=== Section Start ===
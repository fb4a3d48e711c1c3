use axum::{extract::State, response::Json, routing::get, Router};
use serde::Serialize;

use crate::state::AppState;

#[derive(Debug, Serialize)]
#[serde(rename_all = "camelCase")]
pub struct HealthResponse {
    pub status: &'static str,
    pub message: &'static str,
    pub uptime_seconds: u64,
    pub feed_running: bool,
}

pub fn routes() -> Router<AppState> {
    Router::new().route("/health", get(health))
}

async fn health(State(state): State<AppState>) -> Json<HealthResponse> {
    Json(HealthResponse {
        status: "ok",
        message: "Whale Watch backend is running",
        uptime_seconds: state.uptime_seconds(),
        feed_running: state.app.feed().is_running(),
    })
}
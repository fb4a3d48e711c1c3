use async_trait::async_trait;
use serde_json::Value;

use crate::errors::CoreError;
use crate::models::brokerage::{BrokerageAccount, BrokeragePosition};
use crate::models::market::{ChartDays, Coin, CoinSearchHit, GlobalMarketData, MarketChart, SimplePrices};

/// Abstraction over crypto market data sources.
///
/// The CoinGecko client (direct and via proxy) and the static mock source
/// all implement this trait, so the market service can walk them as tiers
/// without knowing which one answers.
#[async_trait]
pub trait MarketDataProvider: Send + Sync {
    /// Human-readable name of this provider (for logs/errors).
    fn name(&self) -> &str;

    /// Top `count` coins by market cap, priced in `currency`.
    async fn top_coins(&self, count: usize, currency: &str) -> Result<Vec<Coin>, CoreError>;

    /// Price/market-cap/volume history for one coin.
    async fn market_chart(
        &self,
        coin_id: &str,
        days: ChartDays,
        currency: &str,
    ) -> Result<MarketChart, CoreError>;

    /// Full detail document for one coin (passed through untouched).
    async fn coin_details(&self, coin_id: &str) -> Result<Value, CoreError>;

    /// Free-text coin search.
    async fn search(&self, query: &str) -> Result<Vec<CoinSearchHit>, CoreError>;

    /// Aggregate market statistics.
    async fn global(&self) -> Result<GlobalMarketData, CoreError>;

    /// Spot prices for a set of coin ids.
    async fn simple_prices(&self, ids: &[String], currency: &str) -> Result<SimplePrices, CoreError>;
}

/// Abstraction over a brokerage account (TradFi side of the portfolio).
#[async_trait]
pub trait BrokerageProvider: Send + Sync {
    fn name(&self) -> &str;

    async fn positions(&self) -> Result<Vec<BrokeragePosition>, CoreError>;

    async fn account(&self) -> Result<BrokerageAccount, CoreError>;
}
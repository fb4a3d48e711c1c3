use chrono::{DateTime, Utc};
use serde::{Deserialize, Serialize};
use std::collections::HashMap;

/// Combined TradFi/DeFi holdings of one user (`portfolios` collection,
/// keyed by user id).
///
/// Rebuilt from scratch on every sync; there is no incremental update.
#[derive(Debug, Clone, PartialEq, Serialize, Deserialize)]
#[serde(rename_all = "camelCase")]
pub struct Portfolio {
    pub user_id: String,

    /// Brokerage positions: symbol → quantity.
    pub alpaca_holdings: HashMap<String, f64>,

    /// On-chain balances: token symbol → amount (UI units).
    pub defi_holdings: HashMap<String, f64>,

    /// USD value of the brokerage side at last sync.
    #[serde(rename = "tradfiEquityUSD")]
    pub tradfi_equity_usd: f64,

    /// USD value of the on-chain side at last sync.
    #[serde(rename = "defiEquityUSD")]
    pub defi_equity_usd: f64,

    #[serde(rename = "totalEquityUSD")]
    pub total_equity_usd: f64,

    pub last_updated: DateTime<Utc>,
}

impl Portfolio {
    pub fn empty(user_id: impl Into<String>) -> Self {
        Self {
            user_id: user_id.into(),
            alpaca_holdings: HashMap::new(),
            defi_holdings: HashMap::new(),
            tradfi_equity_usd: 0.0,
            defi_equity_usd: 0.0,
            total_equity_usd: 0.0,
            last_updated: Utc::now(),
        }
    }
}

/// Payload for writing a portfolio document directly.
#[derive(Debug, Clone, Default, Deserialize)]
#[serde(rename_all = "camelCase", default)]
pub struct PortfolioWrite {
    pub alpaca_holdings: Option<HashMap<String, f64>>,
    pub defi_holdings: Option<HashMap<String, f64>>,
    #[serde(rename = "tradfiEquityUSD")]
    pub tradfi_equity_usd: Option<f64>,
    #[serde(rename = "defiEquityUSD")]
    pub defi_equity_usd: Option<f64>,
    #[serde(rename = "totalEquityUSD")]
    pub total_equity_usd: Option<f64>,
}

/// TradFi vs DeFi split as whole percentages.
#[derive(Debug, Clone, Copy, PartialEq, Serialize, Deserialize)]
pub struct Allocation {
    pub tradfi: f64,
    pub defi: f64,
}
=== Section End ===
Task item> The string "PartialEq" shows up in some lines of the listing. Copy each such line.

Written solution>
#[derive(Debug, Clone, PartialEq, Serialize, Deserialize)]
#[derive(Debug, Clone, Copy, PartialEq, Serialize, Deserialize)]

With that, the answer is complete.